Exercise brief = If a line in the data below contains "recipient", copy it.
Records for the task Block Start
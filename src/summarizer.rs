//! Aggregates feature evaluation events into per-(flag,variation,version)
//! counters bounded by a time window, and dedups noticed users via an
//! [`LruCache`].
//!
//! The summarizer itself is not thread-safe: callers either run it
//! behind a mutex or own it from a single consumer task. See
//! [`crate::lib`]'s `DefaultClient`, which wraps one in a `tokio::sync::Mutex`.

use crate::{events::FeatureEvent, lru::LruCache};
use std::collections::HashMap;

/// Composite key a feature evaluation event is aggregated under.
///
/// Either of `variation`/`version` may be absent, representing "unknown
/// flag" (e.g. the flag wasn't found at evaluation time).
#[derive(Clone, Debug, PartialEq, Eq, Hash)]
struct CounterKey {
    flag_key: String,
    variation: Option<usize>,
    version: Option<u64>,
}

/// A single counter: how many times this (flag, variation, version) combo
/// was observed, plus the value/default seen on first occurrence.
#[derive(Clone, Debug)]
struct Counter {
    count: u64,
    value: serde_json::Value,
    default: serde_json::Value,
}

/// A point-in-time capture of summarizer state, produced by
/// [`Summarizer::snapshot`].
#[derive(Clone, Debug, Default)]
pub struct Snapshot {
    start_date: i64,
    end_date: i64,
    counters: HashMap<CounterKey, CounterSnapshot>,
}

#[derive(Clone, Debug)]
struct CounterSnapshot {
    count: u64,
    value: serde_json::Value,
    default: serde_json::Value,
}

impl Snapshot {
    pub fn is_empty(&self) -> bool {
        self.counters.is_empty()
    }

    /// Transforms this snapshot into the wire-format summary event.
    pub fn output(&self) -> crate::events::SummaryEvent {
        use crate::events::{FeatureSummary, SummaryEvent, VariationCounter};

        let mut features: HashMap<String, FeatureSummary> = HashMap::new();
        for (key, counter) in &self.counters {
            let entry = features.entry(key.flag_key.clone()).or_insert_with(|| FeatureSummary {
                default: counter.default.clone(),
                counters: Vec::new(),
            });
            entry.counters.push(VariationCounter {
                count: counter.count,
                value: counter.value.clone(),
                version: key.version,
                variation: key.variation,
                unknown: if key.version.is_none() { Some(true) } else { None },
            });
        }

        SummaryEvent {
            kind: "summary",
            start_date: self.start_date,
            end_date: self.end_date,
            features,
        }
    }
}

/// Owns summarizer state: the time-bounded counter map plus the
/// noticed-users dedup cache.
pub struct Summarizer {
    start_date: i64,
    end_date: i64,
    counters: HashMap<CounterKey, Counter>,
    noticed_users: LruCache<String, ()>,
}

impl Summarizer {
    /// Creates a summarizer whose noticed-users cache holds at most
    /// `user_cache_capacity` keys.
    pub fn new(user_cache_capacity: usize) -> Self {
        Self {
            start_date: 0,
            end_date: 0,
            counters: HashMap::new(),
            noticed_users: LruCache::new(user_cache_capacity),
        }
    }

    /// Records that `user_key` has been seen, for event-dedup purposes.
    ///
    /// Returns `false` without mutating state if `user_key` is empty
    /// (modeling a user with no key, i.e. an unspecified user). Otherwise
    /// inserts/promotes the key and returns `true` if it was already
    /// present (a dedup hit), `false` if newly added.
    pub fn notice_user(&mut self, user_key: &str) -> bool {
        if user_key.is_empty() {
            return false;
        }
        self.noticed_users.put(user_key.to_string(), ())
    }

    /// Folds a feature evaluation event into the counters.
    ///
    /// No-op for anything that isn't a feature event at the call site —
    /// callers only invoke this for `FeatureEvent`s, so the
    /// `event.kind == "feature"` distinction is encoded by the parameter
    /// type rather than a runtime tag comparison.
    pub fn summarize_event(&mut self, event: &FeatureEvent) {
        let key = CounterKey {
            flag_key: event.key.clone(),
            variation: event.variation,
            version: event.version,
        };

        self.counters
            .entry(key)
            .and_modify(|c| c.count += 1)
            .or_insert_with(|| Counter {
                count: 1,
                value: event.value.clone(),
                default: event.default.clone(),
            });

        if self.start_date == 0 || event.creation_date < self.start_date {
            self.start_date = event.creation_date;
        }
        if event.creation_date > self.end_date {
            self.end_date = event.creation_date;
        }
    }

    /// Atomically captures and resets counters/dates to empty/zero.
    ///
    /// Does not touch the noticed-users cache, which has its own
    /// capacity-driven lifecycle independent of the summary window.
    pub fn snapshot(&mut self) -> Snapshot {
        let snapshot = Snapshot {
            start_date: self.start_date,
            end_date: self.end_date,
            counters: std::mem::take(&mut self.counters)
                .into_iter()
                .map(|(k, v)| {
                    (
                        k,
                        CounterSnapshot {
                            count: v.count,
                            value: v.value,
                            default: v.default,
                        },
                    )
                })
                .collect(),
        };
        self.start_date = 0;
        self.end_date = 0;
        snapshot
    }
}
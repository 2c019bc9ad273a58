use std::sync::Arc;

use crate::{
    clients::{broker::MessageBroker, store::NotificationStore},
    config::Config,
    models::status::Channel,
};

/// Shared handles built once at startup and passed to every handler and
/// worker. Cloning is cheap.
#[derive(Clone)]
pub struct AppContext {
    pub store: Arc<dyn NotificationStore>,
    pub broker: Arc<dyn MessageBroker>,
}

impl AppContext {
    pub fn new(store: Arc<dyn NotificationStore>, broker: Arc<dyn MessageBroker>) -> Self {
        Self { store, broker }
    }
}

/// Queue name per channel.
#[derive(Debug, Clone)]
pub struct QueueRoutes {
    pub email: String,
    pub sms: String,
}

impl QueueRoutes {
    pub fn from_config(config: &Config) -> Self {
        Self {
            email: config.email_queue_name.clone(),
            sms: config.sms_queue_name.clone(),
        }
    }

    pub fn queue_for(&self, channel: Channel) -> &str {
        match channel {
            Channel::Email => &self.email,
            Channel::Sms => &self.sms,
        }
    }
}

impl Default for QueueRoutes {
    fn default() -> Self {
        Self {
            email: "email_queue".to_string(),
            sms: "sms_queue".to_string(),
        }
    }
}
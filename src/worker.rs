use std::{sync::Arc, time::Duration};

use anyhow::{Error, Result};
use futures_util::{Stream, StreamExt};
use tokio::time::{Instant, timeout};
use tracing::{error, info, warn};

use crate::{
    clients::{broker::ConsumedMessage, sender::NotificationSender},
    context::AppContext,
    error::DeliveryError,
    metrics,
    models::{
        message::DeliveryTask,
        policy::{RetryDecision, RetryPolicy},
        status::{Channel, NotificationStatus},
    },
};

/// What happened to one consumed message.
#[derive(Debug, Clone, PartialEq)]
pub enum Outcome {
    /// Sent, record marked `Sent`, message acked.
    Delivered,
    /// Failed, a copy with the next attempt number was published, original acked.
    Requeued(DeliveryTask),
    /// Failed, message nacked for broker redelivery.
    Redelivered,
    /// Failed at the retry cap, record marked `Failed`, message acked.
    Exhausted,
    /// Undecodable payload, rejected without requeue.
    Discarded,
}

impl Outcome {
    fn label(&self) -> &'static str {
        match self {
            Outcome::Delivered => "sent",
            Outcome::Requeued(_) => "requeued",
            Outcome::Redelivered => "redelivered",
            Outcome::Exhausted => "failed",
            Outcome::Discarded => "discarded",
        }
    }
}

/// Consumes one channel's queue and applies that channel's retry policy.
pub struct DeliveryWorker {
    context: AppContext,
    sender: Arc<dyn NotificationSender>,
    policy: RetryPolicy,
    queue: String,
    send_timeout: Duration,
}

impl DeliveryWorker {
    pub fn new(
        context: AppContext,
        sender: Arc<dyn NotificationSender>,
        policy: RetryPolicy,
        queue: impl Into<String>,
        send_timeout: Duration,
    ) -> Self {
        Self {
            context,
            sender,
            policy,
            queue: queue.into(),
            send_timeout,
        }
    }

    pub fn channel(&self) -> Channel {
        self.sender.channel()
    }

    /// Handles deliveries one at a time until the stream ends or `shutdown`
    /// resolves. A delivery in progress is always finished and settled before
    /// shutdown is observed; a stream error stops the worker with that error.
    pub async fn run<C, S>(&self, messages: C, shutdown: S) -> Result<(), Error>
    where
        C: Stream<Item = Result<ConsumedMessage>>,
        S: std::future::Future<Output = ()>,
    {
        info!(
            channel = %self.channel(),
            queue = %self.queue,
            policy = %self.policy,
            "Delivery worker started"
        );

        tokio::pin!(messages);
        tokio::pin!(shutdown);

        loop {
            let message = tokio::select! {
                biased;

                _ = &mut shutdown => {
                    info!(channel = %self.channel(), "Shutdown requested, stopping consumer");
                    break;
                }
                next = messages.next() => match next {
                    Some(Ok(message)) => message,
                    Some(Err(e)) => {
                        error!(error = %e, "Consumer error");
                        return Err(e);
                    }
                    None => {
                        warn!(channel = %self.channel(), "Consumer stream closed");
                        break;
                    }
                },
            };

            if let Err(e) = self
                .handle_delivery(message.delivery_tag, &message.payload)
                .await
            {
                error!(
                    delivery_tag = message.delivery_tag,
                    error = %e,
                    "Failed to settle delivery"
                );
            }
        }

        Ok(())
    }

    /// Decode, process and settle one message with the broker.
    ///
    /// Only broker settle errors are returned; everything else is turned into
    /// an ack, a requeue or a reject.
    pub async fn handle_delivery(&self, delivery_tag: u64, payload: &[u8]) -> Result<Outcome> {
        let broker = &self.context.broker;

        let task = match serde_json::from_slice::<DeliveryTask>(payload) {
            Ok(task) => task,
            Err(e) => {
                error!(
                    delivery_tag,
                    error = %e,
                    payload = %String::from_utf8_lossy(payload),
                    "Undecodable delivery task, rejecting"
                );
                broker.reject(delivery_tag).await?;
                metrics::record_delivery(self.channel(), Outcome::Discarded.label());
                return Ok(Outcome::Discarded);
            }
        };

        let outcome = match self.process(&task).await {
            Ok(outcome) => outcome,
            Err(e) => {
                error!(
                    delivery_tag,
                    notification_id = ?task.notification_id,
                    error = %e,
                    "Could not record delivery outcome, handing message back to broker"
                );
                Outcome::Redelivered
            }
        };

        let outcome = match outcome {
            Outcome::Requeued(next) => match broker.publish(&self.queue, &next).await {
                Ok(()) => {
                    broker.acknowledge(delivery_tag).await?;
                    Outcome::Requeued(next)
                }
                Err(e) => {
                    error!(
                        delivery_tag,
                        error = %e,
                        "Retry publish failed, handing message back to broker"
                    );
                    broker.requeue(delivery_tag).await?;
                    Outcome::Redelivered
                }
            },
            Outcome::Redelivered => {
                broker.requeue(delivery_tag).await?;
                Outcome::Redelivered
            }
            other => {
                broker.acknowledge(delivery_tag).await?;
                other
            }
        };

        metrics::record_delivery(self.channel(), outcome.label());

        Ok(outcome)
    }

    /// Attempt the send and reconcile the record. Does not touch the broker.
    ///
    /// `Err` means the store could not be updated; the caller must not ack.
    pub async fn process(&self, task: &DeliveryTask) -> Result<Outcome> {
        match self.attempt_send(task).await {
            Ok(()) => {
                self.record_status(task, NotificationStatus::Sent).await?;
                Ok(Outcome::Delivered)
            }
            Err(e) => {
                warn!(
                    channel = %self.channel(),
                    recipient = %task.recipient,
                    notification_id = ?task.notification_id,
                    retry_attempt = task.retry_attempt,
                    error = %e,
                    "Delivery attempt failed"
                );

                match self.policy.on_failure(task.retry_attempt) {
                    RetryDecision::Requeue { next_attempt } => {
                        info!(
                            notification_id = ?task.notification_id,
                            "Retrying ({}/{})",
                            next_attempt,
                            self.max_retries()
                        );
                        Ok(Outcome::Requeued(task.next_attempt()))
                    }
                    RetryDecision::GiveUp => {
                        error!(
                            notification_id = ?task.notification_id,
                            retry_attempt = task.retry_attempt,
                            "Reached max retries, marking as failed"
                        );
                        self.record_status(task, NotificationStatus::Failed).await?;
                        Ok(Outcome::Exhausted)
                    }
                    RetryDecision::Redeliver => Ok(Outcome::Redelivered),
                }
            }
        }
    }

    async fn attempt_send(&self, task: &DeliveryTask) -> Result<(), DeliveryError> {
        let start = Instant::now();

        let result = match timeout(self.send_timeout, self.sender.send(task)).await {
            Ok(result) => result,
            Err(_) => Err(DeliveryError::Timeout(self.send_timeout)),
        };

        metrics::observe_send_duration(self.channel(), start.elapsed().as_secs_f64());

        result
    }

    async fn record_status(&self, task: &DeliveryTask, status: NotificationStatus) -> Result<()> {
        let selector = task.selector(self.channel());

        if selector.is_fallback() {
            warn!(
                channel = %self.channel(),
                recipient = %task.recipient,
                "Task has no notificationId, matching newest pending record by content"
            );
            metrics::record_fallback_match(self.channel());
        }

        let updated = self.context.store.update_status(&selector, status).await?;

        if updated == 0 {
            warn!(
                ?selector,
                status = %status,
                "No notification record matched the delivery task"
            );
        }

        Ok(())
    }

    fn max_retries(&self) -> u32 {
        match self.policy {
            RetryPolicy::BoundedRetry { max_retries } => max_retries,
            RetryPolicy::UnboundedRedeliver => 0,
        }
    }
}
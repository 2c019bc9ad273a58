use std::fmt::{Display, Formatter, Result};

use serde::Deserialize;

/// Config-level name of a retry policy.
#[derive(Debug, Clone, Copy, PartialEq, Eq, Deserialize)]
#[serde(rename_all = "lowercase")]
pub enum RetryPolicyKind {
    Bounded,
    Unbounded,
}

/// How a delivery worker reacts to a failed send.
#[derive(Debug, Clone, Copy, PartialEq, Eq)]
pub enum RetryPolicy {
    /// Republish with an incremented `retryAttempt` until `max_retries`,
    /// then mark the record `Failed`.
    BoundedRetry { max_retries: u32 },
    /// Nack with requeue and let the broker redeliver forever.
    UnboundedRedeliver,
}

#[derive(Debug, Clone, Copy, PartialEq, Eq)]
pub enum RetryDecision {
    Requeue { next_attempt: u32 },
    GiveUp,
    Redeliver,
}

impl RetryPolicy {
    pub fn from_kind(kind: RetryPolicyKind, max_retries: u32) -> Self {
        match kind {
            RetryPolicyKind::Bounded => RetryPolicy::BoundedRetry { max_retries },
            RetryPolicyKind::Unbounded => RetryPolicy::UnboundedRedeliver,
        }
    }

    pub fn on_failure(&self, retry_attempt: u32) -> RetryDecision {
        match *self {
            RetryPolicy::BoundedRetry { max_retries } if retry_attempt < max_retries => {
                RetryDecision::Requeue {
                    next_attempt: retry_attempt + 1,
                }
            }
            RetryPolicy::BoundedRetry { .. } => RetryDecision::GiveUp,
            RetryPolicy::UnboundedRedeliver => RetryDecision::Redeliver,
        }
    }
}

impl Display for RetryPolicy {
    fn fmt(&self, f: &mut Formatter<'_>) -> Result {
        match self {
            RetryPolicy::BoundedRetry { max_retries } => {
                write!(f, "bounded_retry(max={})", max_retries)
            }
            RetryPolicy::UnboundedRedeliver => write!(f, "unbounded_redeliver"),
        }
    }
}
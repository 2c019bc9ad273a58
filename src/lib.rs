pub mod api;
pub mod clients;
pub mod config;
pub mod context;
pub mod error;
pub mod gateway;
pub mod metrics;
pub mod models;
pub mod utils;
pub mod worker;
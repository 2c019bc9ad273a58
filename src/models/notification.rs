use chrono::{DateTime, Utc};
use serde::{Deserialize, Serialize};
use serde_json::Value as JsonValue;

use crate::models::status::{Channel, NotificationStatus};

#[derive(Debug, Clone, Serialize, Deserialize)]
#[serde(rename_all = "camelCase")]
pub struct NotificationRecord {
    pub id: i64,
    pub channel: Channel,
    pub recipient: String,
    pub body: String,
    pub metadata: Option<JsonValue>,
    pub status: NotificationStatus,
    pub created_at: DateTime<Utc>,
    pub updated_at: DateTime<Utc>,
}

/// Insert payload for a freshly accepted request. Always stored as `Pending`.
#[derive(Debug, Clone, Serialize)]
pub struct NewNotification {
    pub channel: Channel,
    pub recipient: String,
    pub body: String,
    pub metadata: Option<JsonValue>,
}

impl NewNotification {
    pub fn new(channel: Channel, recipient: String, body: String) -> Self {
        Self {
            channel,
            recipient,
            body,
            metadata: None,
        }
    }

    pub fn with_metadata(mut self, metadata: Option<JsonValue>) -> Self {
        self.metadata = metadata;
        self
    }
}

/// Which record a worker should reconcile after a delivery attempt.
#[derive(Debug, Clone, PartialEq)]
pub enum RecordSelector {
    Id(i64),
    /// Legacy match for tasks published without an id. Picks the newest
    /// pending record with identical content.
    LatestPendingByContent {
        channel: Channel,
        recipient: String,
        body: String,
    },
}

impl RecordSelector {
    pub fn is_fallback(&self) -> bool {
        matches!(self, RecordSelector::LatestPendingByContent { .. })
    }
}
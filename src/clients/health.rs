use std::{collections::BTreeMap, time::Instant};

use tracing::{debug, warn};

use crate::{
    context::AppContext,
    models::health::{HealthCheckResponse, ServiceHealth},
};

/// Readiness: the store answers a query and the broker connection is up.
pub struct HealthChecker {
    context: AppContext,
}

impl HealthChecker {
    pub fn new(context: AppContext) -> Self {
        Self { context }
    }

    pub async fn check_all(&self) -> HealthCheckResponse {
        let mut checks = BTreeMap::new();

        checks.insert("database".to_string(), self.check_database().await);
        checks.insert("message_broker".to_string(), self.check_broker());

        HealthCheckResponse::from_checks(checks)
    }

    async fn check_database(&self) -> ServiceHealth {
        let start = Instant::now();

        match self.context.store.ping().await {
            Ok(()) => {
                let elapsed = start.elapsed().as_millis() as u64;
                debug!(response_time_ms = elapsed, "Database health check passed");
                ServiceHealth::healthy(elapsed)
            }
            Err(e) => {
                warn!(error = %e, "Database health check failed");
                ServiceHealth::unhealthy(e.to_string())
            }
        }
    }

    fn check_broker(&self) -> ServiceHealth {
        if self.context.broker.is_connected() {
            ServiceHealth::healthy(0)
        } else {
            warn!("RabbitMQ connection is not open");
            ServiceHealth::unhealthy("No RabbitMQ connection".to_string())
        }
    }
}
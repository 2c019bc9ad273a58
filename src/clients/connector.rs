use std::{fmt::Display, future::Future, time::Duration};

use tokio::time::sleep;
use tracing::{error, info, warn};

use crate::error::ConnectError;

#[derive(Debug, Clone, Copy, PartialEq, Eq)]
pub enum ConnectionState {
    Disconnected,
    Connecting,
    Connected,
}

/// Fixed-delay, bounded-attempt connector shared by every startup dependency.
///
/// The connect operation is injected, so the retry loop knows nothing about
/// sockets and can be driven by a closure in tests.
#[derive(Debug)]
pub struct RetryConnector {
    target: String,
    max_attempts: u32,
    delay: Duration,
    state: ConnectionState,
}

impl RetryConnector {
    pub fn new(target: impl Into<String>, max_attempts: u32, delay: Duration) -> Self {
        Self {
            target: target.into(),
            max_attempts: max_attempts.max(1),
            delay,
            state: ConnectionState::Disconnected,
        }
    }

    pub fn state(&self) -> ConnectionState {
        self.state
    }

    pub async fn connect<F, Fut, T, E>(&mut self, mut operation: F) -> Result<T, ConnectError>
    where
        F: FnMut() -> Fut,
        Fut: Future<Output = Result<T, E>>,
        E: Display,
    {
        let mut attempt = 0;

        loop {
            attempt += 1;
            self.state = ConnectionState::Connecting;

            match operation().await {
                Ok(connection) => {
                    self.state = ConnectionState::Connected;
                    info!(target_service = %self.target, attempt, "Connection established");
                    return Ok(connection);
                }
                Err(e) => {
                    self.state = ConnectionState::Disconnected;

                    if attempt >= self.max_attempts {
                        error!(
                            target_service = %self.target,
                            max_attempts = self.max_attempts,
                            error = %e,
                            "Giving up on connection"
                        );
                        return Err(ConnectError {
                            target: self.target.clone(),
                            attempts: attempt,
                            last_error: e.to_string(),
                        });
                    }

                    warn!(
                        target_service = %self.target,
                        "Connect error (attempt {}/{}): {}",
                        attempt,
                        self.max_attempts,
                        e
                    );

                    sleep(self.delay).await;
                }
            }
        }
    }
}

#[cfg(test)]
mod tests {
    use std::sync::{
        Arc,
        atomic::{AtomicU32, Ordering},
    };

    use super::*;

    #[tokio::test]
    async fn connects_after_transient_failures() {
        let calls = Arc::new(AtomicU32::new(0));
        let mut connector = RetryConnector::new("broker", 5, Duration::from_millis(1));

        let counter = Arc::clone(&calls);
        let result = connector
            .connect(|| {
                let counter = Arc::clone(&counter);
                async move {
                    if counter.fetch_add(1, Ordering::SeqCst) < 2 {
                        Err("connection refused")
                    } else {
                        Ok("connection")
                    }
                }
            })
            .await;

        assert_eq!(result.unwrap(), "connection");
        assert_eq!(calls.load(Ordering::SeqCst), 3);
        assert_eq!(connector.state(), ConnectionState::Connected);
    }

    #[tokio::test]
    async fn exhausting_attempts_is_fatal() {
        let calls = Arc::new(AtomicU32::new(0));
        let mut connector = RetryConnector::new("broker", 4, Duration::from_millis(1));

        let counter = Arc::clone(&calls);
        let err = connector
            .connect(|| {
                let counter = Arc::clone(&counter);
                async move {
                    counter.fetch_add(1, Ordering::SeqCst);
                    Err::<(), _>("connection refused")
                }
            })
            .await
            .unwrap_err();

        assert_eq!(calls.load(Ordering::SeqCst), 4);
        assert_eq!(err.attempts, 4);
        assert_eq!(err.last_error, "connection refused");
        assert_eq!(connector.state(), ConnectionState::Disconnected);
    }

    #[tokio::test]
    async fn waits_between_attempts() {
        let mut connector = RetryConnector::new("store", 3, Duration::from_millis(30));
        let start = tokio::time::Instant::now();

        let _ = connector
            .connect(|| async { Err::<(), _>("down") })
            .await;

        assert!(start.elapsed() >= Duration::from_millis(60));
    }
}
Records for the task Block End
Exercise output =
                    recipient = %task.recipient,
                recipient = %task.recipient,
    pub recipient: String,
    pub recipient: String,
    pub fn new(channel: Channel, recipient: String, body: String) -> Self {
            recipient,
        recipient: String,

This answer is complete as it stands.